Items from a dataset
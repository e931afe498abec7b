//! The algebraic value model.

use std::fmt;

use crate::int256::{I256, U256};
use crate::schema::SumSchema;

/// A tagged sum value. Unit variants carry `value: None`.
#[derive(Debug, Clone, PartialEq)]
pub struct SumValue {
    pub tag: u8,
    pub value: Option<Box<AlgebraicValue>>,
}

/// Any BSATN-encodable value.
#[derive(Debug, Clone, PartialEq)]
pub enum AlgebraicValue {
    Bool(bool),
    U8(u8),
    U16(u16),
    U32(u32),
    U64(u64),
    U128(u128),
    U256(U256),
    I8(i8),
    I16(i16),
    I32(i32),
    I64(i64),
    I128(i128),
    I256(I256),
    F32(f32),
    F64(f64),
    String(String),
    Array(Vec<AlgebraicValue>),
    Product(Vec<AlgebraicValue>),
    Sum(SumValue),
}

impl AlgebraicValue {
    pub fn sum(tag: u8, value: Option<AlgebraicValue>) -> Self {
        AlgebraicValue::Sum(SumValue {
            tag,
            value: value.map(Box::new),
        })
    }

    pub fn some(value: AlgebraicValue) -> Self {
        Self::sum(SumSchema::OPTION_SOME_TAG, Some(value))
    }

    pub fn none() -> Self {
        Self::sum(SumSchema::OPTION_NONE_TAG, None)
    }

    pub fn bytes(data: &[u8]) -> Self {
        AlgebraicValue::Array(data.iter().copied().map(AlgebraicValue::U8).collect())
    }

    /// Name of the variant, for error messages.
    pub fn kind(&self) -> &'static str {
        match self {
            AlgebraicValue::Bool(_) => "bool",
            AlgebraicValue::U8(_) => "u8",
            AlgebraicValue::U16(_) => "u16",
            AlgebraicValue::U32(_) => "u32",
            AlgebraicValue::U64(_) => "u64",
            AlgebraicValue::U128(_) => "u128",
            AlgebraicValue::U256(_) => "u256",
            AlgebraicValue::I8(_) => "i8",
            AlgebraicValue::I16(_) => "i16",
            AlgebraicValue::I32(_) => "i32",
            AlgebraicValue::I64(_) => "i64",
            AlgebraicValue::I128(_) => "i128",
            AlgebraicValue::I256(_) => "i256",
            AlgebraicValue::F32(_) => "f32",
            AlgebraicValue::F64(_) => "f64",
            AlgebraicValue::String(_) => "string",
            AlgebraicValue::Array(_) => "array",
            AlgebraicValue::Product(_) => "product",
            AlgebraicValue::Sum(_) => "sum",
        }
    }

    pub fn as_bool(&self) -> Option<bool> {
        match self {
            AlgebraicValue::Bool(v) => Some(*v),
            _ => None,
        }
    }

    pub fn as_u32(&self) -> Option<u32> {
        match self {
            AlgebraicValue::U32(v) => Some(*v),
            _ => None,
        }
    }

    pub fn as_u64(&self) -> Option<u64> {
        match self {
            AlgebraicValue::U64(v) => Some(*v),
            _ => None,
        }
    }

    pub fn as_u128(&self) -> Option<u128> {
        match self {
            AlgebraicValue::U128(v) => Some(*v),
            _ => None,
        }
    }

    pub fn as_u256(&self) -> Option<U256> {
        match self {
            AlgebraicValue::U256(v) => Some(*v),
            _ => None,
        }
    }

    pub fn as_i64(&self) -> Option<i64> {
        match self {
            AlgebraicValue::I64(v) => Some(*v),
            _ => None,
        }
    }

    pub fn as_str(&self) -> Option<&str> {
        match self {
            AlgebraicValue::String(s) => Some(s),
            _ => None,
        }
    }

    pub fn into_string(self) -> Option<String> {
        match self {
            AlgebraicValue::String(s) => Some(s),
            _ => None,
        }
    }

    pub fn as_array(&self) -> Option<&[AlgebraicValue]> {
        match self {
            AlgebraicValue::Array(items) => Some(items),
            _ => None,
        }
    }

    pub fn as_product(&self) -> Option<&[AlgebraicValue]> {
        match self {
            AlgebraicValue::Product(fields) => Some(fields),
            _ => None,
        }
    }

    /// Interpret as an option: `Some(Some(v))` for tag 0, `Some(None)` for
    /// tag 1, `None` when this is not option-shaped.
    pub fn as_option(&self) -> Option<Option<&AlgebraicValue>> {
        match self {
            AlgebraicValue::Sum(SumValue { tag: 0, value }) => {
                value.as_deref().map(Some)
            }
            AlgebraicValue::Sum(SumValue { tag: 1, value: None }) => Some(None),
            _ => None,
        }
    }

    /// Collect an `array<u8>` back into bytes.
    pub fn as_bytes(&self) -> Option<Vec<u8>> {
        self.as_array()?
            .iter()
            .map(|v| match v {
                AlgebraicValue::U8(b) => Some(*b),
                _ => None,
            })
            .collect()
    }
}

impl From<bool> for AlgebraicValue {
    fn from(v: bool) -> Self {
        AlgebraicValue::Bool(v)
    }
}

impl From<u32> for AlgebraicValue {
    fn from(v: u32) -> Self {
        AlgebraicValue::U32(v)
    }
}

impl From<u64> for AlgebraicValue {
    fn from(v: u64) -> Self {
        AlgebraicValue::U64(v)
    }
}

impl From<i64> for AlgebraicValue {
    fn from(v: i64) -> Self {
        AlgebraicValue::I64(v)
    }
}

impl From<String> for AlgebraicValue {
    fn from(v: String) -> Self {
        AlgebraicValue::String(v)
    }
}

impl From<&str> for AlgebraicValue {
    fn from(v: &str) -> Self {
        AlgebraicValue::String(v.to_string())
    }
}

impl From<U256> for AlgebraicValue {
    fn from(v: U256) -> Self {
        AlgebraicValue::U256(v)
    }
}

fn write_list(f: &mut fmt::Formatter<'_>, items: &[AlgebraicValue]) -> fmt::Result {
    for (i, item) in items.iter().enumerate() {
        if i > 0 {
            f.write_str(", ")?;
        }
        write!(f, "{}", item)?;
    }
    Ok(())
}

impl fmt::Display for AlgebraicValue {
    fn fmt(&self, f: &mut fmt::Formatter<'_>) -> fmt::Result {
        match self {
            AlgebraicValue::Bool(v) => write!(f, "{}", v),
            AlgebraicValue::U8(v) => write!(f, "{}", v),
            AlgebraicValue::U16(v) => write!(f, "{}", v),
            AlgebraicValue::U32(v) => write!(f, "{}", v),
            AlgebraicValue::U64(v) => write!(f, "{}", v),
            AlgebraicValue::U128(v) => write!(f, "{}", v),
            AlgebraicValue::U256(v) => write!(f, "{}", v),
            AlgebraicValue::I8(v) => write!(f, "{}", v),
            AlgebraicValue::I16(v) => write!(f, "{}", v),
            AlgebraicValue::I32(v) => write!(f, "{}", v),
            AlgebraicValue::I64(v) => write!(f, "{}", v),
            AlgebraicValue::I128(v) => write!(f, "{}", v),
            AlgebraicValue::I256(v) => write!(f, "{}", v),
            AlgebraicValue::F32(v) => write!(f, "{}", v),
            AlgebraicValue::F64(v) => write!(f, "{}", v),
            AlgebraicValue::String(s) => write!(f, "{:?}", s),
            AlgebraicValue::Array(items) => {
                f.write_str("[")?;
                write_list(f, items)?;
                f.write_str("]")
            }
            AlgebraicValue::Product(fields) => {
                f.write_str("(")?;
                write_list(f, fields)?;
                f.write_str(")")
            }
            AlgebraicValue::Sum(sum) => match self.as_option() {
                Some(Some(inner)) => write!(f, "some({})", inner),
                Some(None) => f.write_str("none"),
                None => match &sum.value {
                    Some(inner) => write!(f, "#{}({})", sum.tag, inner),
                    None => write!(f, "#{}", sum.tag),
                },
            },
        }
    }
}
--
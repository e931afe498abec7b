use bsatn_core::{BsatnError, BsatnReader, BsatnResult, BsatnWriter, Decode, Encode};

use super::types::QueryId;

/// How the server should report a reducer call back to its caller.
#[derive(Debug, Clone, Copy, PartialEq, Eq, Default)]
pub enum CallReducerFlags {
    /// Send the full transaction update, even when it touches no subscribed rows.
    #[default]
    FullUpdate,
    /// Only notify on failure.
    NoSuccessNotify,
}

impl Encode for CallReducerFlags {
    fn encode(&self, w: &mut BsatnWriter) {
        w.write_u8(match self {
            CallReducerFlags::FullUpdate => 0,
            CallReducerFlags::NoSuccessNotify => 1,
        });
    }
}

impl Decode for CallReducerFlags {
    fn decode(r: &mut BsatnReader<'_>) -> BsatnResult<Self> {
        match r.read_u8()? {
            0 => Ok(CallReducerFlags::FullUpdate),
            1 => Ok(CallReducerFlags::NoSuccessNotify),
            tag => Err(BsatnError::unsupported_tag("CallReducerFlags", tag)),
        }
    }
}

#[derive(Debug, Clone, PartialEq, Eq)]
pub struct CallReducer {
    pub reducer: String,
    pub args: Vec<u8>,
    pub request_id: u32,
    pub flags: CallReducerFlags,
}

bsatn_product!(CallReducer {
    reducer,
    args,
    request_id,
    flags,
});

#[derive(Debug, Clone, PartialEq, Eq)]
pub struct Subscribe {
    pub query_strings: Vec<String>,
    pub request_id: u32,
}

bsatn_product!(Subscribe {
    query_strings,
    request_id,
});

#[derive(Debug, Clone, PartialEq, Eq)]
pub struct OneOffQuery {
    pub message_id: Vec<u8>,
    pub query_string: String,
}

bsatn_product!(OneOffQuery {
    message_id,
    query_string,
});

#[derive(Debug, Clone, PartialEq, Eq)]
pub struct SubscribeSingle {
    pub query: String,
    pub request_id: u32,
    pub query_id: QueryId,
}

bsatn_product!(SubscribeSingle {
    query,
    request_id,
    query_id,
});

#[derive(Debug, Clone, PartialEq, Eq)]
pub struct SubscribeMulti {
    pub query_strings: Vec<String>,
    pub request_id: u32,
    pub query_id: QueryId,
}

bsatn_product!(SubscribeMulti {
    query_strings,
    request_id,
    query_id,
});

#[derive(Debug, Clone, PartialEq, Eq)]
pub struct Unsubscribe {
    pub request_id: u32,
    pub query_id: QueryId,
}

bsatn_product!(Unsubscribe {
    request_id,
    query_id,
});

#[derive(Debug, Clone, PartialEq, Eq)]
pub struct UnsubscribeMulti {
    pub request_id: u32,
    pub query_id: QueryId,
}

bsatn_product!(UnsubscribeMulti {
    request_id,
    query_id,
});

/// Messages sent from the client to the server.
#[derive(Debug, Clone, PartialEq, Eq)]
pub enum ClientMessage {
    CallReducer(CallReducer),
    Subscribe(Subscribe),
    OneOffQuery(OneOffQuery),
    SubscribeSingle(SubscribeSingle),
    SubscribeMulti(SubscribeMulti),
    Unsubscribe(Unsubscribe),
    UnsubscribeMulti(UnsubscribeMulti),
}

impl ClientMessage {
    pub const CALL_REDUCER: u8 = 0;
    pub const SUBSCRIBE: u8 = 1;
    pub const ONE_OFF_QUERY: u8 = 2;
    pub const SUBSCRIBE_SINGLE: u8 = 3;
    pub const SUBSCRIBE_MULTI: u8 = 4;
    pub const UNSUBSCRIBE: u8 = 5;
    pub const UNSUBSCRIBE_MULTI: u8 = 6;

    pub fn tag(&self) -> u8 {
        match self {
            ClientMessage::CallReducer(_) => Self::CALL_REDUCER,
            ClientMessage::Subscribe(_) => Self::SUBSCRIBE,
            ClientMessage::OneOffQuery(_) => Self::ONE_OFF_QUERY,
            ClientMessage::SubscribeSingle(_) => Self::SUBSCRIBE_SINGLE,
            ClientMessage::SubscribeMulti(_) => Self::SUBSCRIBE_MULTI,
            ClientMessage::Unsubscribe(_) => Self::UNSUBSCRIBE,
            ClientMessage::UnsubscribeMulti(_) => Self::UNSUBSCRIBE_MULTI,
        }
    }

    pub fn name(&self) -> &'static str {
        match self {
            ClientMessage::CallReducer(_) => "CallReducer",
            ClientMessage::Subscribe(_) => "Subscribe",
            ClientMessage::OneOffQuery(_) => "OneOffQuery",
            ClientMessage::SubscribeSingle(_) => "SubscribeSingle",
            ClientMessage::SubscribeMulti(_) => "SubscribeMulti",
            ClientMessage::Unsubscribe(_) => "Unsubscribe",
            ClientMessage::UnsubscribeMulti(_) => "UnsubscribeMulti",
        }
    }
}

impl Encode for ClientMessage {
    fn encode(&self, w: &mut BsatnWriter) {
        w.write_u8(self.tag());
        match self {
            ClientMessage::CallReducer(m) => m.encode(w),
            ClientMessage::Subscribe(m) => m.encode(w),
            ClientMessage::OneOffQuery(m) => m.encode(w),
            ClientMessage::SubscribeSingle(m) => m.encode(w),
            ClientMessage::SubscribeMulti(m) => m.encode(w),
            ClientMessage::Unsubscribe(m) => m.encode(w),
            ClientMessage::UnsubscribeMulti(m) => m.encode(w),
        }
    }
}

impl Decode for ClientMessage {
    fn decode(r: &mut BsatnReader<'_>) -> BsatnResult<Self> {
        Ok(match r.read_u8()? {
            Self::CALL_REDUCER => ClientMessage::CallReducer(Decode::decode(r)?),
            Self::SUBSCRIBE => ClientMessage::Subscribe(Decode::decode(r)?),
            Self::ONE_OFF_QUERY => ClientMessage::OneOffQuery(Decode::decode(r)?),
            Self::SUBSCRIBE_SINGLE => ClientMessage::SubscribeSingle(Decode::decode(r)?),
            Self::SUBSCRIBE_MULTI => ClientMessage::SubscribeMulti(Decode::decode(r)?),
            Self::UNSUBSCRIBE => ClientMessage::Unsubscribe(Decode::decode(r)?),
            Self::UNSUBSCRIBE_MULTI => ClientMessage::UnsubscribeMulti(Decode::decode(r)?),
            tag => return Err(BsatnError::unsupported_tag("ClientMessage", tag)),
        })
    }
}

> **WHAT TO PRODUCE**: Answer with one number, namely how many lines in the records contain the string "crate".

> **TASK RESPONSE**: 2